EX-10.19 2 f55034exv10w19.htm EX-10.19 exv10w19
EXHIBIT 10.19
Base Salaries and Bonus Potential for Fiscal Year 2010, Cash Bonuses for Fiscal Year 2009 and 2010 Equity Compensation Awards for Named Executive Officers
                                 
                    Stock   Restricted
                    Option(1)   Stock
    2010   2009   Grant   Award(2)
Name and Title   Salary   Bonus   (shares)   (shares)

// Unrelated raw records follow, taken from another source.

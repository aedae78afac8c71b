use super::{Messages, validate_items};
use crate::error::{ErrorReason, InputError};
use crate::value::{RawValue, Value};

const STRICT: &[(&str, bool)] = &[("true", true), ("false", false), ("1", true), ("0", false)];
const EXTENDED: &[(&str, bool)] = &[("yes", true), ("no", false), ("y", true), ("n", false)];

/// Boolean values.
///
/// The default, extended mode accepts `true/false/1/0/yes/no/y/n`; strict
/// mode only `true/false/1/0`. Matching is case-insensitive and a bare flag
/// (`--force`, `-f`) is `true`.
///
/// # Examples
///
/// ```
/// use cmdkit_core::{BoolType, RawValue, Value};
///
/// let t = BoolType::new();
/// assert_eq!(t.validate("-y", &RawValue::from("Y")).unwrap(), Value::Bool(true));
/// assert_eq!(t.validate("-y", &RawValue::Flag).unwrap(), Value::Bool(true));
/// assert!(BoolType::new().strict().validate("-y", &RawValue::from("yes")).is_err());
/// ```
#[derive(Debug, Clone, Default)]
pub struct BoolType {
    strict: bool,
    default: Option<Value>,
    messages: Messages,
}

impl BoolType {
    pub fn new() -> Self {
        Self::default()
    }

    /// Restrict accepted text to `true/false/1/0`.
    pub fn strict(mut self) -> Self {
        self.strict = true;
        self
    }

    /// Accept `yes/no/y/n` as well (the default).
    pub fn extended(mut self) -> Self {
        self.strict = false;
        self
    }

    pub fn is_strict(&self) -> bool {
        self.strict
    }

    pub fn with_default(mut self, value: bool) -> Self {
        self.default = Some(Value::Bool(value));
        self
    }

    /// Overrides the message template used for `reason`.
    pub fn message(mut self, reason: ErrorReason, message: impl Into<String>) -> Self {
        self.messages.set(reason, message);
        self
    }

    pub fn default_value(&self) -> Option<&Value> {
        self.default.as_ref()
    }

    pub fn validate(&self, option: &str, raw: &RawValue) -> Result<Value, InputError> {
        match raw {
            RawValue::Flag => Ok(Value::Bool(true)),
            RawValue::Text(text) => self.check(option, text),
            RawValue::List(items) => validate_items(items, |item| self.check(option, item)),
        }
    }

    fn check(&self, option: &str, text: &str) -> Result<Value, InputError> {
        let lowered = text.trim().to_ascii_lowercase();
        let extended: &[(&str, bool)] = if self.strict { &[] } else { EXTENDED };

        STRICT
            .iter()
            .chain(extended)
            .find(|(word, _)| *word == lowered)
            .map(|&(_, value)| Value::Bool(value))
            .ok_or_else(|| {
                self.messages.error(
                    ErrorReason::RequireBool,
                    &[("option", option.to_string()), ("value", text.to_string())],
                )
            })
    }
}
use std::io::{self, BufRead, IsTerminal, Write};

use cmdkit_core::{LineReader, Reporter};
use colored::Colorize;
use crossterm::event::{self, Event, KeyCode, KeyEvent, KeyEventKind, KeyModifiers};
use crossterm::terminal;
use rustyline::DefaultEditor;
use rustyline::error::ReadlineError;
use tracing::debug;

/// Console backed by the process terminal.
///
/// Plain reads go through a rustyline editor with history; masked reads
/// switch the terminal to raw mode and echo nothing. When stdin is not a
/// terminal, masked reads fall back to reading a plain line.
pub struct TerminalConsole {
    editor: DefaultEditor,
}

impl TerminalConsole {
    pub fn new() -> io::Result<Self> {
        let editor = DefaultEditor::new().map_err(into_io)?;
        Ok(Self { editor })
    }
}

impl LineReader for TerminalConsole {
    fn read_line(&mut self, prompt: &str, masked: bool) -> io::Result<Option<String>> {
        if masked {
            return read_masked(prompt);
        }
        match self.editor.readline(prompt) {
            Ok(line) => {
                remember(&mut self.editor, &line);
                Ok(Some(line))
            }
            Err(ReadlineError::Interrupted | ReadlineError::Eof) => Ok(None),
            Err(e) => Err(into_io(e)),
        }
    }
}

impl Reporter for TerminalConsole {
    fn report(&mut self, message: &str) {
        eprintln!("{}", format_error(message));
    }

    fn write_line(&mut self, text: &str) {
        println!("{text}");
    }
}

/// `✖ message`, in red.
pub fn format_error(message: &str) -> String {
    format!("{} {}", "✖".red().bold(), message.red())
}

/// Adds non-blank lines to the editor history.
fn remember(editor: &mut DefaultEditor, line: &str) {
    if line.trim().is_empty() {
        return;
    }
    if let Err(e) = editor.add_history_entry(line) {
        debug!(error = %e, "Failed to record history entry");
    }
}

fn into_io(e: ReadlineError) -> io::Error {
    match e {
        ReadlineError::Io(e) => e,
        other => io::Error::other(other.to_string()),
    }
}

fn read_masked(prompt: &str) -> io::Result<Option<String>> {
    let mut stdout = io::stdout();
    write!(stdout, "{prompt}")?;
    stdout.flush()?;

    if !io::stdin().is_terminal() {
        debug!("stdin is not a terminal, reading masked input as plain line");
        let mut line = String::new();
        if io::stdin().lock().read_line(&mut line)? == 0 {
            return Ok(None);
        }
        return Ok(Some(line.trim_end_matches(['\r', '\n']).to_string()));
    }

    terminal::enable_raw_mode()?;
    let result = read_hidden();
    terminal::disable_raw_mode()?;
    writeln!(stdout)?;
    result
}

/// Collects key presses until Enter; Ctrl-C, Ctrl-D and Esc abort.
fn read_hidden() -> io::Result<Option<String>> {
    let mut line = String::new();
    loop {
        let Event::Key(KeyEvent {
            code,
            modifiers,
            kind,
            ..
        }) = event::read()?
        else {
            continue;
        };
        if kind == KeyEventKind::Release {
            continue;
        }
        match code {
            KeyCode::Enter => return Ok(Some(line)),
            KeyCode::Esc => return Ok(None),
            KeyCode::Char('c' | 'd') if modifiers.contains(KeyModifiers::CONTROL) => {
                return Ok(None);
            }
            KeyCode::Backspace => {
                line.pop();
            }
            KeyCode::Char(c) => line.push(c),
            _ => {}
        }
    }
}

#[cfg(test)]
mod tests {
    use super::*;

    #[test]
    fn test_format_error_plain() {
        colored::control::set_override(false);
        assert_eq!(format_error("unknown command: hey"), "✖ unknown command: hey");
    }

    #[test]
    fn test_remember_skips_blank_lines() {
        use rustyline::history::History;

        let mut editor = DefaultEditor::new().unwrap();
        remember(&mut editor, "   ");
        assert_eq!(editor.history().len(), 0);
        remember(&mut editor, "hello say");
        assert_eq!(editor.history().len(), 1);
    }

    #[test]
    fn test_readline_errors_map_to_io() {
        let err = into_io(ReadlineError::Io(io::Error::new(
            io::ErrorKind::BrokenPipe,
            "pipe",
        )));
        assert_eq!(err.kind(), io::ErrorKind::BrokenPipe);
    }
}
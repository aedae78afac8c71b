use super::{Messages, validate_items};
use crate::error::{ErrorReason, InputError, SchemaError};
use crate::value::{RawValue, Value};

/// Numeric values with optional inclusive bounds and an integer constraint.
///
/// Raw text is trimmed and parsed as `f64`; non-finite results (`inf`,
/// `NaN`) are rejected. The integer constraint requires a zero fractional
/// part of the parsed value.
#[derive(Debug, Clone, Default)]
pub struct NumberType {
    min: Option<f64>,
    max: Option<f64>,
    integer: bool,
    default: Option<Value>,
    messages: Messages,
}

impl NumberType {
    pub fn new() -> Self {
        Self::default()
    }

    pub fn min(mut self, value: f64) -> Result<Self, SchemaError> {
        if !value.is_finite() {
            return Err(SchemaError::InvalidNumber(value));
        }
        if let Some(max) = self.max.filter(|&max| value > max) {
            return Err(SchemaError::InvalidBounds {
                min: Value::Number(value).to_string(),
                max: Value::Number(max).to_string(),
            });
        }
        self.min = Some(value);
        Ok(self)
    }

    pub fn max(mut self, value: f64) -> Result<Self, SchemaError> {
        if !value.is_finite() {
            return Err(SchemaError::InvalidNumber(value));
        }
        if let Some(min) = self.min.filter(|&min| value < min) {
            return Err(SchemaError::InvalidBounds {
                min: Value::Number(min).to_string(),
                max: Value::Number(value).to_string(),
            });
        }
        self.max = Some(value);
        Ok(self)
    }

    /// Accept whole numbers only.
    pub fn integer(mut self) -> Self {
        self.integer = true;
        self
    }

    pub fn with_default(mut self, value: f64) -> Self {
        self.default = Some(Value::Number(value));
        self
    }

    /// Overrides the message template used for `reason`.
    pub fn message(mut self, reason: ErrorReason, message: impl Into<String>) -> Self {
        self.messages.set(reason, message);
        self
    }

    pub fn default_value(&self) -> Option<&Value> {
        self.default.as_ref()
    }

    pub fn validate(&self, option: &str, raw: &RawValue) -> Result<Value, InputError> {
        match raw {
            RawValue::Text(text) => self.check(option, text),
            RawValue::List(items) => validate_items(items, |item| self.check(option, item)),
            RawValue::Flag => Err(self
                .messages
                .error(ErrorReason::RequireNumber, &[("option", option.to_string())])),
        }
    }

    fn check(&self, option: &str, text: &str) -> Result<Value, InputError> {
        let params = |bound: Option<(&'static str, f64)>| {
            let mut params = vec![("option", option.to_string()), ("value", text.to_string())];
            if let Some((key, n)) = bound {
                params.push((key, Value::Number(n).to_string()));
            }
            params
        };

        let number = match text.trim().parse::<f64>() {
            Ok(n) if n.is_finite() => n,
            _ => return Err(self.messages.error(ErrorReason::RequireNumber, &params(None))),
        };

        if self.integer && number.fract() != 0.0 {
            return Err(self.messages.error(ErrorReason::RequireInteger, &params(None)));
        }
        if let Some(min) = self.min.filter(|&min| number < min) {
            return Err(self
                .messages
                .error(ErrorReason::NumberBelowMin, &params(Some(("min", min)))));
        }
        if let Some(max) = self.max.filter(|&max| number > max) {
            return Err(self
                .messages
                .error(ErrorReason::NumberAboveMax, &params(Some(("max", max)))));
        }

        Ok(Value::Number(number))
    }
}
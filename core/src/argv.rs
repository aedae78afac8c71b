//! Splitting an input line into argument tokens.

/// Splits `line` into tokens the way a POSIX shell would, minus expansion.
///
/// Tokens are separated by whitespace. Single quotes keep everything
/// literally; double quotes keep whitespace and honour `\"` and `\\`; a
/// backslash outside quotes escapes the next character. Quoted empty
/// strings (`""`) are kept as empty tokens. An unterminated quote runs to
/// the end of the line.
///
/// # Examples
///
/// ```
/// use cmdkit_core::split_command_line;
///
/// assert_eq!(
///     split_command_line(r#"hello say --name="Harry Potter" 'a b' "" c\ d"#),
///     ["hello", "say", "--name=Harry Potter", "a b", "", "c d"]
/// );
/// ```
pub fn split_command_line(line: &str) -> Vec<String> {
    let mut tokens = Vec::new();
    let mut current = String::new();
    let mut in_token = false;
    let mut chars = line.chars();

    while let Some(c) = chars.next() {
        match c {
            '\'' => {
                in_token = true;
                current.extend(chars.by_ref().take_while(|&c| c != '\''));
            }
            '"' => {
                in_token = true;
                while let Some(c) = chars.next() {
                    match c {
                        '"' => break,
                        '\\' => match chars.next() {
                            Some(next @ ('"' | '\\')) => current.push(next),
                            Some(next) => {
                                current.push('\\');
                                current.push(next);
                            }
                            None => current.push('\\'),
                        },
                        c => current.push(c),
                    }
                }
            }
            '\\' => {
                in_token = true;
                if let Some(next) = chars.next() {
                    current.push(next);
                }
            }
            c if c.is_whitespace() => {
                if in_token {
                    tokens.push(std::mem::take(&mut current));
                    in_token = false;
                }
            }
            c => {
                in_token = true;
                current.push(c);
            }
        }
    }
    if in_token {
        tokens.push(current);
    }
    tokens
}
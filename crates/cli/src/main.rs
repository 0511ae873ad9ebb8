use anyhow::{Context, Result};
use tracing::{debug, error, info};
use tracing_subscriber::{layer::SubscriberExt, util::SubscriberInitExt};

use hintsort_core::{load_config, render, validate_config, Organizer};

#[tokio::main]
async fn main() {
    if let Err(e) = run().await {
        error!("Fatal error: {:#}", e);
        std::process::exit(1);
    }
}

async fn run() -> Result<()> {
    // Initialize logging
    tracing_subscriber::registry()
        .with(
            tracing_subscriber::EnvFilter::try_from_default_env()
                .unwrap_or_else(|_| "info".into()),
        )
        .with(tracing_subscriber::fmt::layer())
        .init();

    let config = load_config().context("Failed to load configuration")?;
    validate_config(&config).context("Configuration validation failed")?;

    info!("=== Organizing project files ===");
    info!("Source files: {}", config.source_dir.display());
    info!("Project directory: {}", config.project_dir.display());

    let organizer = Organizer::from_config(&config);
    let report = organizer
        .run()
        .await
        .with_context(|| format!("Cannot organize {}", config.source_dir.display()))?;

    match serde_json::to_string(&report) {
        Ok(json) => debug!(report = %json, "Run finished"),
        Err(e) => debug!("Could not serialize run report: {}", e),
    }

    println!();
    println!("{}", render(&report, &config.project_dir));

    Ok(())
}
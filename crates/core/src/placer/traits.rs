//! Trait definitions for the placer module.

use async_trait::async_trait;
use std::path::Path;

use super::error::PlacerError;
use super::types::PlacedFile;

/// A placer that copies files into the project tree.
#[async_trait]
pub trait Placer: Send + Sync {
    /// Returns the name of this placer implementation.
    fn name(&self) -> &str;

    /// Root directory that relative paths resolve against.
    fn destination_root(&self) -> &Path;

    /// Copies `source` to `relative_path` under the destination root.
    async fn place(&self, source: &Path, relative_path: &str) -> Result<PlacedFile, PlacerError>;
}
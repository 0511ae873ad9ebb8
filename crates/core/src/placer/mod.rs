//! Placer module for copying files into the project tree.
//!
//! This module provides the `Placer` trait and a file system implementation
//! that copies a source file to `<destination root>/<relative path>`.
//!
//! # Features
//!
//! - Exactly one leading `/` is stripped from the relative path
//! - Relative paths that would leave the destination root are rejected
//! - Missing parent directories are created
//! - Existing destination files are overwritten (last write wins)
//! - Buffered copies with a configurable buffer size
//!
//! # Example
//!
//! ```ignore
//! use hintsort_core::placer::{FsPlacer, Placer, PlacerConfig};
//!
//! let placer = FsPlacer::new("./student-project", PlacerConfig::default());
//!
//! let placed = placer
//!     .place(Path::new("downloaded_files/Navbar.vue"), "frontend/src/components/Navbar.vue")
//!     .await?;
//! println!("Placed {} ({} bytes)", placed.destination.display(), placed.size_bytes);
//! ```

mod config;
mod error;
mod fs_placer;
mod traits;
mod types;

pub use config::PlacerConfig;
pub use error::PlacerError;
pub use fs_placer::{normalize_relative_path, FsPlacer};
pub use traits::Placer;
pub use types::PlacedFile;
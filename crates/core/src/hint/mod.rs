//! Path hint extraction from leading comments.
//!
//! A loose file announces where it belongs in the project with a comment on
//! one of its first lines, for example:
//!
//! ```text
//! // frontend/src/components/Navbar.vue
//! <!-- frontend/public/index.html -->
//! # scripts/deploy.sh
//! /* frontend/src/assets/main.css */
//! ```
//!
//! Only the first [`SCAN_LINES`] lines are inspected. Every candidate must
//! pass [`is_valid_path`] before it is accepted.
//!
//! # Example
//!
//! ```ignore
//! use hintsort_core::hint::{extract_path, scan_file};
//!
//! assert_eq!(
//!     extract_path("// docs/readme.md\n# Readme"),
//!     Some("docs/readme.md".to_string()),
//! );
//!
//! let hint = scan_file(Path::new("downloaded_files/Navbar.vue")).await?;
//! ```

mod error;
mod extract;
mod syntax;
mod validate;

pub use error::HintError;
pub use extract::{extract_path, find_hint, scan_file, PathHint, SCAN_LINES};
pub use syntax::CommentSyntax;
pub use validate::is_valid_path;
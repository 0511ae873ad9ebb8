mod loader;
mod types;
mod validate;

pub use loader::{load_config, load_config_from, ENV_PREFIX};
pub use types::*;
pub use validate::validate_config;

use thiserror::Error;

#[derive(Debug, Error)]
pub enum ConfigError {
    #[error("Failed to parse configuration: {0}")]
    ParseError(String),

    #[error("Configuration validation failed: {0}")]
    ValidationError(String),
}
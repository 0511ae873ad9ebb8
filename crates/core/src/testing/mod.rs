//! Testing utilities and mock implementations.
//!
//! # Example
//!
//! ```rust,ignore
//! use hintsort_core::testing::{fixtures, MockPlacer};
//!
//! let placer = MockPlacer::new("/project");
//! placer.fail_on("docs/readme.md").await;
//!
//! fixtures::write_sources(&source_dir, fixtures::SAMPLE_SOURCES)?;
//! ```

mod mock_placer;

pub use mock_placer::{MockPlacer, RecordedPlacement};

/// Test fixtures and helper functions.
pub mod fixtures {
    use std::path::Path;

    /// Loose files covering every comment syntax, plus one file without a hint.
    ///
    /// Each entry is `(file name, content, expected relative path)`.
    pub const SAMPLE_SOURCES: &[(&str, &str, Option<&str>)] = &[
        (
            "Navbar.vue",
            "// frontend/src/components/layout/Navbar.vue\n<template>\n  <nav/>\n</template>\n",
            Some("frontend/src/components/layout/Navbar.vue"),
        ),
        (
            "index.html",
            "<!-- frontend/public/index.html -->\n<!DOCTYPE html>\n<html></html>\n",
            Some("frontend/public/index.html"),
        ),
        (
            "deploy.sh",
            "#!/bin/sh\n# docker/scripts/deploy.sh\nset -e\n",
            Some("docker/scripts/deploy.sh"),
        ),
        (
            "main.css",
            "/* frontend/src/assets/main.css */\nbody { margin: 0; }\n",
            Some("frontend/src/assets/main.css"),
        ),
        (
            "notes.txt",
            "Remember to update the README.\nNo path here.\n",
            None,
        ),
    ];

    /// Writes `(name, content, _)` entries into `dir`.
    pub fn write_sources(
        dir: &Path,
        sources: &[(&str, &str, Option<&str>)],
    ) -> std::io::Result<()> {
        std::fs::create_dir_all(dir)?;
        for (name, content, _) in sources {
            std::fs::write(dir.join(name), content)?;
        }
        Ok(())
    }

    /// Number of entries in `sources` that carry a hint.
    pub fn hinted_count(sources: &[(&str, &str, Option<&str>)]) -> usize {
        sources.iter().filter(|(_, _, hint)| hint.is_some()).count()
    }
}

N. Anthony Coles, M.D. (3)
President and Chief Executive Officer
  $ 676,000     $ 780,000       147,000       21,000  
 
Matthew K. Fust (3)
Executive Vice President and Chief Financial Officer
  $ 434,700     $ 219,000       45,500       6,500  
   
Judy Batlin (3)
Vice President of Organizational Learning, Development, and Human Resources
  $ 329,100     $ 129,000       31,500       4,500  
   
Laura Brege (3)
Executive Vice President and Chief Operating Officer
  $ 475,200     $ 244,000       56,000       8,000  
   
Juergen Lasowski (3)
Senior Vice President, Corporate Development
  $ 391,000     $ 180,000       42,000       6,000  
 
(1)   One-eighth of the shares subject to the stock options will vest on the six month anniversary of the date of grant and the remaining shares will vest in equal monthly installments over the following 42 months.
 
(2)   One-third of the shares subject to the restricted stock award will vest on the one year anniversary of the date of grant and the remaining shares will vest in two equal installments on the second and third anniversaries of the date of grant.
 
(3)   The 2010 bonus potential percentage remained at 100% for N. Anthony Coles. For each of the other named executive officers, the 2010 bonus potential was increased by 5% to 50%, 40%, 50% and 45%, respectively, of their 2010 annual salaries.